# Vision Transformer

Transformer is a family of neural network architectures that came to computer vision from NLP. Since transformers don't assume that their input has any specific structure, they can learn more general dependencies in data than convolutional neural network architectures. That's why we all like Vision transformers. At the same time, vision transformes are known to be "data hungry" and their training is quite tricky.

In this homework we will go through main components of vision transformers and their training procedure.

In [7]:
import numpy as np
import torch
from torch import nn

## How to code your transformer

As it was said, vision transformer came from NLP area where typical neural network input is ordered sequence of tokens which are words or word parts. So vision transformer main blocks are:
1. Tokenizer - module that takes images and returns a set of tokens
2. Transformer encoder - the main block of neural network that contains multihead attention, normalization and MLP on tokens.
3. Positional embeddings - a way how to provide information about token orders
4. Classification token - special token whose features is expected to be used for the final class prediction
5. Classification head - MLP that predicts the final class from classificaiton token features

### Tokenizer (2p)

Tokenizer should take an image, split it on non-overlapping patches, flatten the patches and apply Linear layer to these vectors.

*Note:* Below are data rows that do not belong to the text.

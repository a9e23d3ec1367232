//! Application layer: holders, navigation, events and actions.
//!
//! Data flows one way:
//!
//! ```text
//! Key / lifecycle event ─→ handle_event ─→ holder intents ─→ Actions ─→ worker
//!            ↑                                                             │
//!            └──────────────── WorkerResponse events ←─────────────────────┘
//! ```
//!
//! Holders notify the shell's render signal; the renderer reads their
//! snapshots through [`AppState::compute_viewmodel`].
//!
//! - [`actions`]: Side effects returned by the handler
//! - [`handler`]: Event processing
//! - [`modes`]: Input modes derived from the holders
//! - [`navigation`]: Routes, back stack and title mapping
//! - [`observable`]: Subscribe/notify value cells
//! - [`state`]: The app shell and view model computation
//! - [`view_state`]: One holder per piece of UI state

pub mod actions;
pub mod handler;
pub mod modes;
pub mod navigation;
pub mod observable;
pub mod state;
pub mod view_state;

pub use actions::Action;
pub use handler::{handle_event, Event};
pub use modes::InputMode;
pub use navigation::{NavController, Route};
pub use state::AppState;

#[cfg(test)]
mod tests {
    use super::*;
    use crate::domain::{SortOrder, TodoId};
    use crate::resources::Strings;
    use crate::ui::{ScreenView, Theme, TopBarView};
    use crate::worker::{TodoWorker, WorkerMessage, WorkerResponse};
    use std::path::Path;
    use tempfile::TempDir;

    /// Plugin state wired to a real worker over a JSON file, with the
    /// worker round trip run synchronously.
    struct Harness {
        state: AppState,
        worker: TodoWorker,
    }

    impl Harness {
        fn start(data_file: &Path) -> Self {
            let mut harness = Self {
                state: AppState::new(
                    Theme::default(),
                    Strings::default(),
                    SortOrder::NewestFirst,
                    Some(data_file.display().to_string()),
                ),
                worker: TodoWorker::default(),
            };
            harness.send(Event::Startup);
            harness
        }

        /// Handles `event`, feeds every worker request through the worker and
        /// returns the actions that are left for the host.
        fn send(&mut self, event: Event) -> Vec<Action> {
            let (_, actions) = handle_event(&mut self.state, &event).unwrap();
            let mut host_actions = vec![];
            for action in actions {
                match action {
                    Action::PostToWorker(message) => {
                        let response = self.worker.handle_message(message);
                        host_actions.extend(self.send(Event::WorkerResponse(response)));
                    }
                    other => host_actions.push(other),
                }
            }
            host_actions
        }

        fn type_text(&mut self, text: &str) {
            for c in text.chars() {
                self.send(Event::FormChar(c));
            }
        }

        fn create(&mut self, title: &str) {
            self.send(Event::Fab);
            self.type_text(title);
            self.send(Event::FormSubmit);
        }

        fn titles(&self) -> Vec<String> {
            self.state
                .list
                .visible_items(None)
                .iter()
                .map(|item| item.title.clone())
                .collect()
        }

        fn title(&self) -> String {
            match self.state.compute_viewmodel(24, 80).top_bar {
                TopBarView::Normal { title, .. } => title,
                TopBarView::Searching { .. } => panic!("top bar is searching"),
            }
        }
    }

    #[test]
    fn test_create_open_delete_flow() {
        let dir = TempDir::new().unwrap();
        let mut app = Harness::start(&dir.path().join("todos.json"));
        assert_eq!(app.title(), "Todo Task");

        app.send(Event::Fab);
        assert_eq!(app.state.nav.current_route(), Route::TodoForm);
        assert_eq!(app.title(), "Add Task");
        app.type_text("Buy milk");
        app.send(Event::FormSubmit);

        assert_eq!(app.state.nav.current_route(), Route::TodoList);
        assert_eq!(app.titles(), vec!["Buy milk".to_string()]);

        app.send(Event::OpenSelected);
        let id = match app.state.nav.current_route() {
            Route::TodoDetails(id) => id,
            other => panic!("expected detail route, got {other}"),
        };
        assert_eq!(app.title(), "Todo Details");
        assert!(matches!(
            app.state.compute_viewmodel(24, 80).screen,
            ScreenView::Detail(ref detail) if detail.title == "Buy milk"
        ));

        app.send(Event::DeleteCurrent);
        assert_eq!(app.state.nav.current_route(), Route::TodoList);
        assert!(app.titles().is_empty());
        assert!(matches!(
            app.worker.handle_message(WorkerMessage::get_todo(id)),
            WorkerResponse::TodoNotFound { id: missing, .. } if missing == id
        ));
    }

    #[test]
    fn test_fab_hidden_only_on_form() {
        let dir = TempDir::new().unwrap();
        let mut app = Harness::start(&dir.path().join("todos.json"));
        assert!(app.state.compute_viewmodel(24, 80).fab.is_some());

        app.send(Event::Fab);
        assert!(app.state.compute_viewmodel(24, 80).fab.is_none());
        app.send(Event::Fab);
        assert_eq!(app.state.nav.routes(), &[Route::TodoList, Route::TodoForm]);

        app.send(Event::FormCancel);
        assert_eq!(app.state.nav.current_route(), Route::TodoList);
        assert!(app.state.compute_viewmodel(24, 80).fab.is_some());
    }

    #[test]
    fn test_tasks_survive_restart() {
        let dir = TempDir::new().unwrap();
        let path = dir.path().join("todos.json");

        let mut first = Harness::start(&path);
        first.create("Call mom");
        first.create("Water plants");
        first.send(Event::ToggleCompleted);

        let second = Harness::start(&path);
        assert_eq!(
            second.titles(),
            vec!["Water plants".to_string(), "Call mom".to_string()]
        );
        assert!(second.state.list.visible_items(None)[0].completed);
    }

    #[test]
    fn test_deleting_absent_id_changes_nothing() {
        let dir = TempDir::new().unwrap();
        let mut app = Harness::start(&dir.path().join("todos.json"));
        app.create("Keep me");

        let response = app.worker.handle_message(WorkerMessage::delete_todo(TodoId(999)));
        assert_eq!(
            response,
            WorkerResponse::TodoDeleted {
                id: TodoId(999),
                existed: false
            }
        );
        app.send(Event::WorkerResponse(response));
        assert_eq!(app.titles(), vec!["Keep me".to_string()]);
        assert!(app.state.banner().is_none());
    }

    #[test]
    fn test_edit_from_detail_updates_list() {
        let dir = TempDir::new().unwrap();
        let mut app = Harness::start(&dir.path().join("todos.json"));
        app.create("Draft");

        app.send(Event::OpenSelected);
        app.send(Event::EditCurrent);
        assert_eq!(app.state.input_mode(), InputMode::Form);
        app.type_text(" v2");
        app.send(Event::FormSubmit);

        assert!(matches!(app.state.nav.current_route(), Route::TodoDetails(_)));
        assert_eq!(app.state.detail.item().map(|i| i.title.as_str()), Some("Draft v2"));
        app.send(Event::Back);
        assert_eq!(app.titles(), vec!["Draft v2".to_string()]);
    }

    #[test]
    fn test_back_at_root_exits() {
        let dir = TempDir::new().unwrap();
        let mut app = Harness::start(&dir.path().join("todos.json"));
        assert_eq!(app.send(Event::Back), vec![Action::ExitApp]);
    }
}
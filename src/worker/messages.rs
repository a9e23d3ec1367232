//! Request/response protocol between the plugin and the task worker.
//!
//! Both directions travel as JSON over Zellij's plugin message channel. Every
//! request carries an optional [`TraceContext`] so worker spans join the trace
//! of the UI event that caused them.

use crate::domain::{SortOrder, TodoId, TodoItem};
use serde::{Deserialize, Serialize};

/// Serialized OpenTelemetry parent for a span on the other side of the
/// worker boundary.
#[derive(Debug, Clone, PartialEq, Eq, Serialize, Deserialize)]
pub struct TraceContext {
    /// Trace id, 32 lowercase hex digits.
    pub trace_id: String,

    /// Span id of the sending span, 16 lowercase hex digits.
    pub parent_span_id: String,
}

impl TraceContext {
    /// Captures the active span's trace and span ids.
    ///
    /// Returns `None` when no OpenTelemetry layer is installed or the span
    /// context is invalid, which is the case in tests.
    #[must_use]
    pub fn from_current() -> Option<Self> {
        use opentelemetry::trace::TraceContextExt;
        use tracing_opentelemetry::OpenTelemetrySpanExt;

        let otel_context = tracing::Span::current().context();
        let span = otel_context.span();
        let span_context = span.span_context();

        if !span_context.is_valid() {
            tracing::trace!("no valid span context to propagate");
            return None;
        }

        Some(Self {
            trace_id: format!("{:032x}", span_context.trace_id()),
            parent_span_id: format!("{:016x}", span_context.span_id()),
        })
    }
}

/// Operation names carried by error responses.
pub mod operation {
    pub const OPEN_STORE: &str = "open store";
    pub const LOAD_TASKS: &str = "load tasks";
    pub const CREATE_TASK: &str = "create task";
    pub const UPDATE_TASK: &str = "update task";
    pub const DELETE_TASK: &str = "delete task";
    pub const GET_TASK: &str = "get task";
}

/// Generates `WorkerMessage` constructors that stamp the current trace context.
macro_rules! worker_message_builders {
    (
        $(
            $builder_name:ident($variant:ident { $($field:ident: $ty:ty),* $(,)? })
        ),* $(,)?
    ) => {
        impl WorkerMessage {
            $(
                #[doc = concat!("Builds a `", stringify!($variant), "` request with the current trace context.")]
                #[must_use]
                pub fn $builder_name($($field: $ty),*) -> Self {
                    Self::$variant {
                        $($field,)*
                        trace_context: TraceContext::from_current(),
                    }
                }
            )*
        }
    };
}

worker_message_builders! {
    open_store(OpenStore { data_file: Option<String> }),
    load_todos(LoadTodos { request_id: u64, sort: SortOrder }),
    create_todo(CreateTodo { title: String, description: Option<String> }),
    update_todo(UpdateTodo { item: TodoItem }),
    delete_todo(DeleteTodo { id: TodoId }),
    get_todo(GetTodo { id: TodoId }),
}

/// Requests sent from the plugin to the worker.
#[derive(Debug, Clone, PartialEq, Eq, Serialize, Deserialize)]
pub enum WorkerMessage {
    /// Opens (or reopens) the store. `None` uses the default data file.
    OpenStore {
        data_file: Option<String>,
        #[serde(default, skip_serializing_if = "Option::is_none")]
        trace_context: Option<TraceContext>,
    },

    /// Loads every task, sorted. The id is echoed back so the plugin can drop
    /// answers to requests it has since cancelled.
    LoadTodos {
        request_id: u64,
        sort: SortOrder,
        #[serde(default, skip_serializing_if = "Option::is_none")]
        trace_context: Option<TraceContext>,
    },

    /// Creates a task from validated form input.
    CreateTodo {
        title: String,
        description: Option<String>,
        #[serde(default, skip_serializing_if = "Option::is_none")]
        trace_context: Option<TraceContext>,
    },

    /// Replaces an existing task. Used for edits and completion toggles.
    UpdateTodo {
        item: TodoItem,
        #[serde(default, skip_serializing_if = "Option::is_none")]
        trace_context: Option<TraceContext>,
    },

    /// Deletes a task. Unknown ids are not an error.
    DeleteTodo {
        id: TodoId,
        #[serde(default, skip_serializing_if = "Option::is_none")]
        trace_context: Option<TraceContext>,
    },

    /// Re-reads one task for the detail screen.
    GetTodo {
        id: TodoId,
        #[serde(default, skip_serializing_if = "Option::is_none")]
        trace_context: Option<TraceContext>,
    },
}

impl WorkerMessage {
    /// Short operation name used in logs and error responses.
    #[must_use]
    pub const fn operation(&self) -> &'static str {
        match self {
            Self::OpenStore { .. } => operation::OPEN_STORE,
            Self::LoadTodos { .. } => operation::LOAD_TASKS,
            Self::CreateTodo { .. } => operation::CREATE_TASK,
            Self::UpdateTodo { .. } => operation::UPDATE_TASK,
            Self::DeleteTodo { .. } => operation::DELETE_TASK,
            Self::GetTodo { .. } => operation::GET_TASK,
        }
    }

    /// Propagated trace context, if any.
    #[must_use]
    pub const fn trace_context(&self) -> Option<&TraceContext> {
        match self {
            Self::OpenStore { trace_context, .. }
            | Self::LoadTodos { trace_context, .. }
            | Self::CreateTodo { trace_context, .. }
            | Self::UpdateTodo { trace_context, .. }
            | Self::DeleteTodo { trace_context, .. }
            | Self::GetTodo { trace_context, .. } => trace_context.as_ref(),
        }
    }
}

/// Responses sent from the worker back to the plugin.
#[derive(Debug, Clone, PartialEq, Eq, Serialize, Deserialize)]
pub enum WorkerResponse {
    /// The store is open and holds `count` tasks.
    StoreOpened { count: usize },

    /// Answer to `LoadTodos`, already sorted.
    TodosLoaded { request_id: u64, todos: Vec<TodoItem> },

    TodoCreated { item: TodoItem },

    TodoUpdated { item: TodoItem },

    /// `existed` is false when the id was already gone.
    TodoDeleted { id: TodoId, existed: bool },

    TodoFetched { item: TodoItem },

    /// The referenced task no longer exists.
    TodoNotFound { id: TodoId, operation: String },

    /// Any other failure. `operation` names the request that failed.
    Error { operation: String, message: String },
}

#[cfg(test)]
mod tests {
    use super::*;

    #[test]
    fn test_builders_without_otel_layer_have_no_trace_context() {
        let msg = WorkerMessage::delete_todo(TodoId(3));
        assert!(msg.trace_context().is_none());
        assert_eq!(msg.operation(), "delete task");
    }

    #[test]
    fn test_message_json_omits_missing_trace_context() {
        let msg = WorkerMessage::load_todos(7, SortOrder::Title);
        let json = serde_json::to_string(&msg).unwrap();

        assert!(!json.contains("trace_context"));
        assert!(json.contains("\"sort\":\"title\""));
        assert_eq!(serde_json::from_str::<WorkerMessage>(&json).unwrap(), msg);
    }

    #[test]
    fn test_response_parses_from_json() {
        let json = r#"{"TodoDeleted":{"id":4,"existed":false}}"#;
        let response: WorkerResponse = serde_json::from_str(json).unwrap();
        assert_eq!(
            response,
            WorkerResponse::TodoDeleted {
                id: TodoId(4),
                existed: false
            }
        );
    }
}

There are many ways how one can implement this, we will do it using Conv2D with stride being equal to kernel_size.

In [49]:
class Tokenizer(nn.Module):
    def __init__(self, input_height, input_width, output_height, output_width,
                 n_input_channels,
                 embedding_dim):
        super(Tokenizer, self).__init__()

        assert input_height % output_height == 0, f"{input_height} should be devided by {output_height}"
        assert input_width % output_width == 0, f"{input_width} should be devided by {output_width}"
        
        kernel_h = input_height // output_height
        kernel_w = input_width // output_width
        assert kernel_h == kernel_w, "Only square kernels are supported"
        kernel_size = kernel_h
        
        self.patch_size = kernel_size
        
        self.conv = nn.Conv2d(n_input_channels, embedding_dim,  kernel_size, stride=kernel_size)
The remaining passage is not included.